Surgical Management of Cardio-Behçet Patients
Serkan CAY, Barlas Naim AYTAÇOĞLU, Nehir SUCU, Murat DİKMENGİL
Özet
Behçet disease is a chronic, inflammatory multisystemic condition of unknown etiology. Cardiac involvement, known as cardio-Behçet disease is seen in approximately 5% of patients with Behçet disease. Surgical approach to cardio-Behçet patients is still a debate and the results of surgery are not satisfactory. The purpose of this paper is to review the published literature world-wide, concerning the cardiac operations of patients with cardio- Behçet disease and discuss the proposed surgical approaches for the treatment. Eight surgically treated cardio- Behçet patients with coronary stenosis and aneurysm were found in the literature. Fourteen authors reported forty nine Behçet patients to have valvular operations. Forty four of these patients underwent reoperations and eleven of them were lost.

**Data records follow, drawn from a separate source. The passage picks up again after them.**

//! Maps engine errors onto HTTP responses with a `{"error": "..."}` body.

use actix_web::http::StatusCode;
use actix_web::{HttpResponse, ResponseError};
use newswire_search::Error;
use serde_json::json;

#[derive(Debug, thiserror::Error)]
pub enum ApiError {
    #[error(transparent)]
    Engine(#[from] Error),

    #[error("query must contain at least one word")]
    EmptyQuery,

    #[error("document store is unavailable")]
    StoreUnavailable,
}

impl ResponseError for ApiError {
    fn status_code(&self) -> StatusCode {
        match self {
            ApiError::Engine(e) if e.is_not_found() => StatusCode::NOT_FOUND,
            ApiError::Engine(Error::Parse { .. }) | ApiError::EmptyQuery => StatusCode::BAD_REQUEST,
            ApiError::Engine(_) | ApiError::StoreUnavailable => StatusCode::INTERNAL_SERVER_ERROR,
        }
    }

    fn error_response(&self) -> HttpResponse {
        HttpResponse::build(self.status_code()).json(json!({ "error": self.to_string() }))
    }
}
pub mod hits;
pub mod search;
pub mod summary;

pub use hits::{Hit, collect_hits, render_hits};
pub use search::{Bm25Params, ScoredDocument, result_at_rank, score, score_tokens};
pub use summary::{ScoredSentence, split_sentences, summarize, summarize_tokens};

In especially young patients presenting with coronary aneurysms, acute occlusions or unexplained aortic regurgitations Behçet disease should always be suspected and kept in mind to be investigated among the other causes of the presenting symptoms. Surgery should be avoided during the acute exacerbation period of the disease, if possible. Prompt immunosuppressive treatment and close follow up should accompany the cardiac operation. Arterial punctures for coronary angiography, blood gases or surgery performed to bypass an aneurysm may provoke development of further aneurysms at the site of vascular puncture or anastomosis and prosthetic heart valve detachment constitutes a serious threat for the patients with valve replacement.